Un héritage artistique destiné à perdurer

Au-delà de la cérémonie privée, l’agente d’Hockney a révélé que la majorité de ses œuvres seraient données à des fondations et institutions publiques. « La grande majorité d’entre elles seront données à des fondations afin de perpétuer son héritage, ainsi qu’à des institutions publiques à travers le monde », a-t-elle indiqué. Interrogée par l’AFP, Erica Bolton n’a cependant pas précisé le nombre exact d’œuvres concernées ni leur valeur estimée, laissant planer une part de mystère sur l’ampleur de cet héritage.

Cette décision s’inscrit dans la continuité d’une carrière où Hockney a toujours cherché à démocratiser l’art. Son engagement en faveur de l’accès à la culture, visible dès les années 1960 avec son implication dans le pop art, reste un modèle pour de nombreux créateurs. Ses œuvres, exposées dans les plus grands musées – du MoMA à New York au Centre Pompidou à Paris –, continuent d’inspirer et de fasciner.

Des hommages publics prévus dans quatre villes

Si la cérémonie funéraire a été réservée à un cercle restreint, une série d’événements publics est d’ores et déjà programmée pour célébrer son œuvre. Selon Erica Bolton, une première cérémonie hommage se tiendra à Londres au printemps 2027, suivie d’autres manifestations dans le Yorkshire, sa région d’origine, ainsi qu’à Paris et Los Angeles. Ces lieux ne sont pas choisis au hasard : ils reflètent les différentes étapes de sa vie et de sa carrière, de ses racines anglaises à son adoption des scènes artistiques américaines et françaises.

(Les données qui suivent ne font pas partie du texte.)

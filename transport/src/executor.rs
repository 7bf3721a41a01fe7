//! Blocking executor for `HttpRequest` values, backed by ureq.
//!
//! ureq's status-as-error behavior is disabled so 4xx/5xx responses come
//! back as data and the core decides what they mean. Idempotent requests are
//! replayed according to the configured `RetryPolicy`.

use std::thread;
use std::time::{Duration, Instant};

use idblock_core::{
    ClientConfig, HttpMethod, HttpRequest, HttpResponse, MultipartForm, Outcome, RequestBody, RetryPolicy,
    TransportError, TransportErrorKind,
};
use tracing::{debug, warn};
use ureq::typestate::{WithBody, WithoutBody};
use ureq::unversioned::multipart::{Form, Part};
use ureq::{Agent, RequestBuilder};

#[derive(Debug, Clone)]
pub struct Transport {
    agent: Agent,
    timeout: Duration,
    retry: RetryPolicy,
}

impl Transport {
    pub fn new(config: &ClientConfig) -> Self {
        let agent = Agent::config_builder()
            .http_status_as_error(false)
            .timeout_global(Some(config.timeout))
            .build()
            .new_agent();
        Self {
            agent,
            timeout: config.timeout,
            retry: config.retry,
        }
    }

    pub fn retry(&self) -> RetryPolicy {
        self.retry
    }

    /// Execute with retries and the configured per-attempt timeout.
    pub fn execute(&self, request: &HttpRequest) -> Outcome {
        self.run(request, None)
    }

    /// Like [`execute`](Self::execute), but give up once `deadline` has
    /// elapsed across all attempts.
    pub fn execute_with_deadline(&self, request: &HttpRequest, deadline: Duration) -> Outcome {
        self.run(request, Some(Instant::now() + deadline))
    }

    fn run(&self, request: &HttpRequest, deadline: Option<Instant>) -> Outcome {
        let mut attempt = 0;
        loop {
            let timeout = match deadline {
                None => self.timeout,
                Some(at) => {
                    let remaining = at.saturating_duration_since(Instant::now());
                    if remaining.is_zero() {
                        return Err(TransportError::new(TransportErrorKind::Timeout, "deadline exceeded"));
                    }
                    remaining.min(self.timeout)
                }
            };

            let outcome = self.send(request, timeout);
            if !self.retry.should_retry(request.method, attempt, &outcome) {
                return outcome;
            }

            attempt += 1;
            let delay = self.retry.delay_for(attempt);
            if deadline.is_some_and(|at| Instant::now() + delay >= at) {
                return outcome;
            }
            match &outcome {
                Ok(response) => debug!(url = %request.url, status = response.status, attempt, ?delay, "retrying"),
                Err(err) => debug!(url = %request.url, error = %err, attempt, ?delay, "retrying"),
            }
            thread::sleep(delay);
        }
    }

    fn send(&self, request: &HttpRequest, timeout: Duration) -> Outcome {
        let url = request.url.as_str();

        let result = match request.method {
            HttpMethod::Get => without_body(self.agent.get(url), request, timeout).call(),
            HttpMethod::Delete => without_body(self.agent.delete(url), request, timeout).call(),
            HttpMethod::Post => with_body(self.agent.post(url), request, timeout),
            HttpMethod::Put => with_body(self.agent.put(url), request, timeout),
            HttpMethod::Patch => with_body(self.agent.patch(url), request, timeout),
        };

        let mut response = result.map_err(|e| {
            let err = classify(e);
            warn!(method = %request.method, url, error = %err, "transport error");
            err
        })?;

        let status = response.status().as_u16();
        let headers = response
            .headers()
            .iter()
            .filter_map(|(name, value)| Some((name.to_string(), value.to_str().ok()?.to_string())))
            .collect();
        let body = response
            .body_mut()
            .read_to_string()
            .map_err(|e| TransportError::new(TransportErrorKind::Body, e.to_string()))?;

        Ok(HttpResponse { status, headers, body })
    }
}

/// ureq form over the borrowed parts. ureq picks the boundary and sets the
/// multipart content type when the form is sent.
fn multipart_form(form: &MultipartForm) -> Result<Form<'_>, ureq::Error> {
    let mut out = Form::new();
    for part in form.parts() {
        let field = Part::bytes(&part.bytes)
            .file_name(&part.file_name)
            .mime_str(&part.content_type)?;
        out = out.part(&part.name, field);
    }
    Ok(out)
}

fn headers<B>(mut builder: RequestBuilder<B>, request: &HttpRequest) -> RequestBuilder<B> {
    for (name, value) in &request.headers {
        if name.eq_ignore_ascii_case("content-type") {
            continue;
        }
        builder = builder.header(name.as_str(), value.as_str());
    }
    builder
}

fn without_body(
    builder: RequestBuilder<WithoutBody>,
    request: &HttpRequest,
    timeout: Duration,
) -> RequestBuilder<WithoutBody> {
    headers(builder, request)
        .config()
        .timeout_global(Some(timeout))
        .build()
}

fn with_body(
    builder: RequestBuilder<WithBody>,
    request: &HttpRequest,
    timeout: Duration,
) -> Result<ureq::http::Response<ureq::Body>, ureq::Error> {
    let builder = headers(builder, request)
        .config()
        .timeout_global(Some(timeout))
        .build();
    match &request.body {
        None => builder.send_empty(),
        Some(RequestBody::Json(text)) => builder
            .content_type("application/json")
            .send(text.as_bytes()),
        Some(RequestBody::Multipart(form)) => builder.send(multipart_form(form)?),
    }
}

fn classify(err: ureq::Error) -> TransportError {
    let kind = match &err {
        ureq::Error::Timeout(_) => TransportErrorKind::Timeout,
        ureq::Error::HostNotFound | ureq::Error::ConnectionFailed => TransportErrorKind::Connect,
        ureq::Error::Io(io) => match io.kind() {
            std::io::ErrorKind::TimedOut => TransportErrorKind::Timeout,
            std::io::ErrorKind::ConnectionRefused
            | std::io::ErrorKind::ConnectionReset
            | std::io::ErrorKind::ConnectionAborted
            | std::io::ErrorKind::NotConnected => TransportErrorKind::Connect,
            _ => TransportErrorKind::Other,
        },
        _ => TransportErrorKind::Other,
    };
    TransportError::new(kind, err.to_string())
}

#[cfg(test)]
mod tests {
    use super::*;
    use std::io::{Read, Write};
    use std::net::{TcpListener, TcpStream};

    /// Read one request (head plus `content-length` body).
    fn read_request(stream: &mut TcpStream) -> Vec<u8> {
        let mut buf = Vec::new();
        let mut chunk = [0u8; 4096];
        loop {
            let n = stream.read(&mut chunk).unwrap();
            if n == 0 {
                return buf;
            }
            buf.extend_from_slice(&chunk[..n]);
            if let Some(end) = buf.windows(4).position(|w| w == b"\r\n\r\n") {
                let head = String::from_utf8_lossy(&buf[..end]).to_ascii_lowercase();
                let len = head
                    .lines()
                    .find_map(|l| l.strip_prefix("content-length:"))
                    .and_then(|v| v.trim().parse::<usize>().ok())
                    .unwrap_or(0);
                if buf.len() >= end + 4 + len {
                    return buf;
                }
            }
        }
    }

    /// Accept one connection, answer `{}` and hand back the raw request.
    fn capture_one() -> (String, thread::JoinHandle<Vec<u8>>) {
        let listener = TcpListener::bind("127.0.0.1:0").unwrap();
        let origin = format!("http://{}", listener.local_addr().unwrap());
        let handle = thread::spawn(move || {
            let (mut stream, _) = listener.accept().unwrap();
            let raw = read_request(&mut stream);
            stream
                .write_all(b"HTTP/1.1 200 OK\r\ncontent-length: 2\r\nconnection: close\r\n\r\n{}")
                .unwrap();
            raw
        });
        (origin, handle)
    }

    fn transport(origin: &str) -> Transport {
        Transport::new(
            &ClientConfig::new(origin)
                .with_timeout(Duration::from_secs(2))
                .with_retry(RetryPolicy::none()),
        )
    }

    #[test]
    fn multipart_body_is_framed_by_ureq() {
        let (origin, server) = capture_one();
        let form = MultipartForm::new().file("file", "face.jpg", "image/jpeg", vec![0xff, 0xd8, 0xff]);
        let request = HttpRequest {
            method: HttpMethod::Post,
            url: format!("{origin}/api/v1/auth/upload/profile-image"),
            headers: vec![("cache-control".into(), "no-cache".into())],
            body: Some(RequestBody::Multipart(form)),
        };
        let response = transport(&origin).execute(&request).unwrap();
        assert_eq!(response.status, 200);

        let raw = String::from_utf8_lossy(&server.join().unwrap()).to_string();
        let lower = raw.to_ascii_lowercase();
        let boundary = lower
            .lines()
            .find_map(|l| l.strip_prefix("content-type: multipart/form-data; boundary="))
            .unwrap()
            .trim()
            .to_string();
        assert!(lower.contains(&format!("--{boundary}--")));
        assert!(raw.contains("name=\"file\""));
        assert!(raw.contains("filename=\"face.jpg\""));
        assert!(lower.contains("content-type: image/jpeg"));
    }

    #[test]
    fn json_body_carries_json_content_type() {
        let (origin, server) = capture_one();
        let request = HttpRequest {
            method: HttpMethod::Post,
            url: format!("{origin}/api/v1/auth/login"),
            headers: vec![("content-type".into(), "application/json".into())],
            body: Some(RequestBody::Json(r#"{"email":"a@b.com"}"#.to_string())),
        };
        transport(&origin).execute(&request).unwrap();

        let raw = String::from_utf8_lossy(&server.join().unwrap()).to_string();
        assert!(raw.to_ascii_lowercase().contains("content-type: application/json"));
        assert!(raw.ends_with(r#"{"email":"a@b.com"}"#));
    }

    #[test]
    fn refused_connection_is_a_transport_outcome() {
        let listener = TcpListener::bind("127.0.0.1:0").unwrap();
        let addr = listener.local_addr().unwrap();
        drop(listener);

        let request = HttpRequest {
            method: HttpMethod::Get,
            url: format!("http://{addr}/api/v1/common/country"),
            headers: Vec::new(),
            body: None,
        };
        assert!(transport(&format!("http://{addr}")).execute(&request).is_err());
    }
}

Ces hommages devraient rassembler des milliers de personnes, amateurs d’art, collectionneurs et personnalités du monde culturel. Ils permettront de rendre un dernier hommage à un artiste qui a su, tout au long de sa vie, transcender les époques et les techniques. Comme le rappelle son agent, « David Hockney a marqué l’histoire de l’art par sa curiosité insatiable et son audace ».

Et maintenant ?

La question de la gestion de son héritage artistique reste en suspens. Si la majorité des œuvres doivent être léguées à des institutions, les détails concrets – notamment le calendrier de ces donations et leur répartition géographique – devraient être précisés dans les mois à venir. Par ailleurs, les musées et fondations concernés pourraient annoncer des expositions rétrospectives dans les deux ans, profitant de l’engouement posthume pour revisiter son parcours. Reste à voir si ces initiatives permettront de maintenir vivante sa mémoire au-delà des hommages ponctuels.

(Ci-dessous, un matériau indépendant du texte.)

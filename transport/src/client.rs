use std::sync::Arc;
use std::time::Duration;

use idblock_core::operations::{Operation, SignOut};
use idblock_core::{ApiError, ClientConfig, ClientBuilder, ConfigError, IdBlockClient, SessionGuard};
use tracing::info;

use crate::executor::Transport;

/// Blocking IDBlock client: the sans-IO core driven by a ureq transport.
///
/// `ApiClient` is `Send + Sync`; share it behind an `Arc` and call it from
/// as many threads as needed. All threads see the same session.
#[derive(Debug)]
pub struct ApiClient {
    core: IdBlockClient,
    transport: Transport,
}

impl ApiClient {
    pub fn new(config: ClientConfig) -> Result<Self, ConfigError> {
        Self::from_builder(IdBlockClient::builder(config))
    }

    /// Configuration from `IDBLOCK_*` environment variables.
    pub fn from_env() -> Result<Self, ConfigError> {
        Self::new(ClientConfig::from_env()?)
    }

    /// Finish a customized core (persistence, listeners, interceptors).
    pub fn from_builder(builder: ClientBuilder) -> Result<Self, ConfigError> {
        let core = builder.build()?;
        let transport = Transport::new(core.config());
        Ok(Self { core, transport })
    }

    pub fn core(&self) -> &IdBlockClient {
        &self.core
    }

    pub fn session(&self) -> &Arc<SessionGuard> {
        self.core.session()
    }

    pub fn is_authenticated(&self) -> bool {
        self.core.is_authenticated()
    }

    pub fn call<O: Operation>(&self, op: &O) -> Result<O::Output, ApiError> {
        let request = self.core.build(op)?;
        let outcome = self.transport.execute(&request);
        self.core.parse::<O>(outcome)
    }

    /// Like [`call`](Self::call), bounded by `deadline` across retries.
    pub fn call_with_deadline<O: Operation>(&self, op: &O, deadline: Duration) -> Result<O::Output, ApiError> {
        let request = self.core.build(op)?;
        let outcome = self.transport.execute_with_deadline(&request, deadline);
        self.core.parse::<O>(outcome)
    }

    /// Sign out on the server, then end the local session whatever the
    /// server said.
    pub fn sign_out(&self) -> Result<(), ApiError> {
        let result = self.call(&SignOut);
        if self.core.clear_session() {
            info!("session cleared after failed sign-out");
        }
        result
    }
}
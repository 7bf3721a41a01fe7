use axum::extract::rejection::QueryRejection;
use axum::extract::{Path, Query};
use axum::response::Html;
use axum::Json;
use serde::{Deserialize, Serialize};

use super::{data, Data};
use crate::error::AppError;

#[derive(Clone, Debug, Serialize)]
pub struct Country {
    pub name: &'static str,
    pub code: &'static str,
    pub code_3: &'static str,
}

#[derive(Clone, Debug, Serialize)]
#[serde(rename_all = "camelCase")]
pub struct City {
    pub id: &'static str,
    pub name: &'static str,
    pub country_code: &'static str,
    pub latitude: &'static str,
    pub longitude: &'static str,
    pub timezone: &'static str,
}

pub const COUNTRIES: &[Country] = &[
    Country { name: "Korea, Republic of", code: "KR", code_3: "KOR" },
    Country { name: "Japan", code: "JP", code_3: "JPN" },
    Country { name: "United States", code: "US", code_3: "USA" },
];

pub const CITIES: &[City] = &[
    City {
        id: "1835848",
        name: "Seoul",
        country_code: "KR",
        latitude: "37.566",
        longitude: "126.9784",
        timezone: "Asia/Seoul",
    },
    City {
        id: "1838524",
        name: "Busan",
        country_code: "KR",
        latitude: "35.1028",
        longitude: "129.0403",
        timezone: "Asia/Seoul",
    },
    City {
        id: "1850147",
        name: "Tokyo",
        country_code: "JP",
        latitude: "35.6895",
        longitude: "139.6917",
        timezone: "Asia/Tokyo",
    },
];

pub fn country_by_code3(code3: &str) -> Option<Country> {
    COUNTRIES.iter().find(|c| c.code_3.eq_ignore_ascii_case(code3)).cloned()
}

pub fn cities_of(country_code: &str) -> Vec<City> {
    CITIES
        .iter()
        .filter(|c| c.country_code.eq_ignore_ascii_case(country_code))
        .cloned()
        .collect()
}

pub fn city_by_id(id: &str) -> Option<City> {
    CITIES.iter().find(|c| c.id == id).cloned()
}

#[derive(Deserialize)]
#[serde(rename_all = "camelCase")]
pub struct CountryCode {
    pub country_code: String,
}

pub async fn countries() -> Json<Data<&'static [Country]>> {
    data(COUNTRIES)
}

pub async fn cities(query: Result<Query<CountryCode>, QueryRejection>) -> Result<Json<Data<Vec<City>>>, AppError> {
    let Query(query) = query?;
    Ok(data(cities_of(&query.country_code)))
}

pub async fn html(Path(term): Path<String>) -> Result<Html<String>, AppError> {
    let title = match term.as_str() {
        "term-of-service" => "Terms of Service",
        "privacy-policy" => "Privacy Policy",
        _ => return Err(AppError::NotFound(format!("Cannot GET /api/v1/common/html/{term}"))),
    };
    Ok(Html(format!("<html><body><h1>{title}</h1></body></html>")))
}
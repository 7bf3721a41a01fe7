//! HTTP transport types for the host-does-IO pattern.
//!
//! # Design
//! Requests and responses are plain data. The core builds `HttpRequest`
//! values and consumes `HttpResponse` values without touching the network;
//! whoever executes the round-trip (the `idblock-transport` crate, or a native
//! host through the FFI) reports either a response or a `TransportError`.
//!
//! Multipart bodies stay structured (`MultipartForm`) until the executor
//! encodes them, so the boundary is chosen at send time.

use std::fmt;

use crate::multipart::MultipartForm;

/// HTTP method for a request.
#[derive(Debug, Clone, Copy, PartialEq, Eq, Hash)]
pub enum HttpMethod {
    Get,
    Post,
    Put,
    Patch,
    Delete,
}

impl HttpMethod {
    pub fn as_str(self) -> &'static str {
        match self {
            HttpMethod::Get => "GET",
            HttpMethod::Post => "POST",
            HttpMethod::Put => "PUT",
            HttpMethod::Patch => "PATCH",
            HttpMethod::Delete => "DELETE",
        }
    }

    /// Methods that may be replayed without changing server state twice.
    pub fn is_idempotent(self) -> bool {
        matches!(self, HttpMethod::Get | HttpMethod::Put | HttpMethod::Delete)
    }
}

impl fmt::Display for HttpMethod {
    fn fmt(&self, f: &mut fmt::Formatter<'_>) -> fmt::Result {
        f.write_str(self.as_str())
    }
}

/// Body of an outgoing request.
#[derive(Debug, Clone, PartialEq)]
pub enum RequestBody {
    /// Serialized JSON text; the request carries `content-type: application/json`.
    Json(String),
    /// File upload passed through untouched. The executor picks the boundary
    /// and sets the multipart content type.
    Multipart(MultipartForm),
}

impl RequestBody {
    pub fn as_json(&self) -> Option<&str> {
        match self {
            RequestBody::Json(text) => Some(text),
            RequestBody::Multipart(_) => None,
        }
    }
}

/// An HTTP request described as plain data.
#[derive(Debug, Clone)]
pub struct HttpRequest {
    pub method: HttpMethod,
    pub url: String,
    pub headers: Vec<(String, String)>,
    pub body: Option<RequestBody>,
}

impl HttpRequest {
    /// Case-insensitive header lookup.
    pub fn header(&self, name: &str) -> Option<&str> {
        self.headers
            .iter()
            .find(|(key, _)| key.eq_ignore_ascii_case(name))
            .map(|(_, value)| value.as_str())
    }
}

/// An HTTP response described as plain data.
#[derive(Debug, Clone)]
pub struct HttpResponse {
    pub status: u16,
    pub headers: Vec<(String, String)>,
    pub body: String,
}

impl HttpResponse {
    pub fn new(status: u16, body: impl Into<String>) -> Self {
        Self {
            status,
            headers: Vec::new(),
            body: body.into(),
        }
    }

    pub fn is_success(&self) -> bool {
        (200..300).contains(&self.status)
    }
}

/// Why the executor could not produce a response.
#[derive(Debug, Clone, Copy, PartialEq, Eq)]
pub enum TransportErrorKind {
    /// The caller's deadline or the configured timeout elapsed.
    Timeout,
    /// DNS failure, refused connection, unreachable network.
    Connect,
    /// The response arrived but its body could not be read.
    Body,
    /// Anything else the HTTP stack reported.
    Other,
}

/// Failure before a complete response was received.
#[derive(Debug, Clone, thiserror::Error)]
#[error("{kind:?}: {message}")]
pub struct TransportError {
    pub kind: TransportErrorKind,
    pub message: String,
}

impl TransportError {
    pub fn new(kind: TransportErrorKind, message: impl Into<String>) -> Self {
        Self {
            kind,
            message: message.into(),
        }
    }
}

/// What the executor hands back to the core for one attempt.
pub type Outcome = Result<HttpResponse, TransportError>;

David Hockney laisse derrière lui un héritage bien plus large qu’une simple collection d’œuvres. Il incarne une vision de l’art comme un dialogue permanent entre tradition et modernité, entre technique et émotion. Son absence physique ne manquera pas de rappeler, lors des prochaines cérémonies, l’importance de son apport à l’histoire culturelle du XXe et du XXIe siècle.

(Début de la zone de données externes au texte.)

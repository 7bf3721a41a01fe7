//! Error types for the IDBlock API client.
//!
//! # Design
//! Every network operation returns `Result<T, ApiError>`. Application and
//! transport failures share one shape, `ErrorResponse`, exactly as the backend
//! reports them; transport failures carry `statusCode: -1`. Authentication
//! failure is its own variant because it never reaches the caller's declared
//! failure type: the Session Guard turns it into `Unauthenticated`.

use std::fmt;

use serde::{Deserialize, Serialize};

/// Message used whenever no structured error body is available.
pub const GENERIC_MESSAGE: &str = "Something went wrong!";

/// Status code reported for failures that never produced an HTTP status.
pub const TRANSPORT_STATUS: i32 = -1;

/// Structured error body produced by the backend.
#[derive(Debug, Clone, PartialEq, Eq, Serialize, Deserialize)]
#[serde(rename_all = "camelCase")]
pub struct ErrorResponse {
    pub message: String,
    pub error: String,
    pub status_code: i32,
}

impl ErrorResponse {
    /// The failure used for transport errors and unparseable bodies.
    pub fn generic() -> Self {
        Self {
            message: GENERIC_MESSAGE.to_string(),
            error: "Error".to_string(),
            status_code: TRANSPORT_STATUS,
        }
    }

    pub fn is_transport(&self) -> bool {
        self.status_code == TRANSPORT_STATUS
    }
}

impl fmt::Display for ErrorResponse {
    fn fmt(&self, f: &mut fmt::Formatter<'_>) -> fmt::Result {
        write!(f, "{} ({}): {}", self.error, self.status_code, self.message)
    }
}

/// Errors returned by client operations.
#[derive(Debug, Clone, PartialEq, thiserror::Error)]
pub enum ApiError {
    /// No active session, or the server answered 401 and the session was torn down.
    #[error("unauthenticated")]
    Unauthenticated,

    /// The call failed; `statusCode` is -1 for transport and parse failures.
    #[error("request failed: {0}")]
    Response(ErrorResponse),

    /// The request could not be constructed (non-serializable body, bad header).
    #[error("invalid request: {0}")]
    InvalidRequest(String),
}

impl ApiError {
    /// HTTP status of the failure, if one was observed.
    pub fn status_code(&self) -> Option<i32> {
        match self {
            ApiError::Unauthenticated => Some(401),
            ApiError::Response(body) if !body.is_transport() => Some(body.status_code),
            _ => None,
        }
    }

    pub fn error_response(&self) -> Option<&ErrorResponse> {
        match self {
            ApiError::Response(body) => Some(body),
            _ => None,
        }
    }
}

impl From<ErrorResponse> for ApiError {
    fn from(body: ErrorResponse) -> Self {
        ApiError::Response(body)
    }
}

/// Errors from token persistence backends.
#[derive(Debug, thiserror::Error)]
pub enum StorageError {
    #[error("storage I/O error at {path}: {message}")]
    Io { path: String, message: String },

    #[error("storage serialization error: {0}")]
    Serialization(String),
}

/// Errors raised while reading client configuration.
#[derive(Debug, thiserror::Error)]
pub enum ConfigError {
    #[error("invalid value for {key}: {value:?}")]
    InvalidValue { key: &'static str, value: String },

    #[error("invalid API origin {origin:?}: {message}")]
    InvalidOrigin { origin: String, message: String },
}

#[cfg(test)]
mod tests {
    use super::*;

    #[test]
    fn generic_failure_shape() {
        let body = ErrorResponse::generic();
        assert_eq!(body.message, "Something went wrong!");
        assert_eq!(body.error, "Error");
        assert_eq!(body.status_code, -1);
        assert!(body.is_transport());
    }

    #[test]
    fn error_response_uses_camel_case_on_the_wire() {
        let json = serde_json::to_value(ErrorResponse::generic()).unwrap();
        assert_eq!(json["statusCode"], -1);
        assert!(json.get("status_code").is_none());
    }

    #[test]
    fn status_code_hides_transport_marker() {
        assert_eq!(ApiError::Response(ErrorResponse::generic()).status_code(), None);
        let not_found = ErrorResponse {
            message: "missing".into(),
            error: "Not Found".into(),
            status_code: 404,
        };
        assert_eq!(ApiError::from(not_found).status_code(), Some(404));
        assert_eq!(ApiError::Unauthenticated.status_code(), Some(401));
    }
}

Erica Bolton, son agente, a indiqué que la majorité de ses œuvres seraient données à des fondations et institutions publiques à travers le monde. Les noms des bénéficiaires n’ont pas encore été dévoilés, mais des musées comme le MoMA à New York, la Tate Britain à Londres ou encore le Centre Pompidou à Paris figurent parmi les institutions les plus susceptibles d’accueillir ses créations.

Une cérémonie officielle rendant hommage à David Hockney est prévue à Londres au printemps 2027, selon les informations communiquées par son agente. D’autres événements similaires sont ensuite prévus dans le Yorkshire, Paris et Los Angeles.